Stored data
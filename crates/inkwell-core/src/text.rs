/// Split `text` on LF into owned lines.
///
/// `N` newlines always produce `N + 1` lines, so trailing empty segments are kept.
/// A CR directly before a LF is dropped so pasted CRLF text does not leak `'\r'`
/// into the line model.
pub(crate) fn split_lines(text: &str) -> Vec<String> {
    text.split('\n')
        .map(|line| line.strip_suffix('\r').unwrap_or(line).to_string())
        .collect()
}

/// Number of code points in `line`.
pub(crate) fn char_len(line: &str) -> usize {
    line.chars().count()
}

/// Byte offset of the code point at `col`, or `line.len()` when `col` is at or past the end.
pub(crate) fn byte_offset(line: &str, col: usize) -> usize {
    line.char_indices()
        .nth(col)
        .map(|(idx, _)| idx)
        .unwrap_or(line.len())
}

### About this task
Output an identical copy of every record above.

### Finished exercise
filename crates/inkwell-core/src/text.rs
/// Split `text` on LF into owned lines.
///
/// `N` newlines always produce `N + 1` lines, so trailing empty segments are kept.
/// A CR directly before a LF is dropped so pasted CRLF text does not leak `'\r'`
/// into the line model.
pub(crate) fn split_lines(text: &str) -> Vec<String> {
    text.split('\n')
        .map(|line| line.strip_suffix('\r').unwrap_or(line).to_string())
        .collect()
}

/// Number of code points in `line`.
pub(crate) fn char_len(line: &str) -> usize {
    line.chars().count()
}

/// Byte offset of the code point at `col`, or `line.len()` when `col` is at or past the end.
pub(crate) fn byte_offset(line: &str, col: usize) -> usize {
    line.char_indices()
        .nth(col)
        .map(|(idx, _)| idx)
        .unwrap_or(line.len())
}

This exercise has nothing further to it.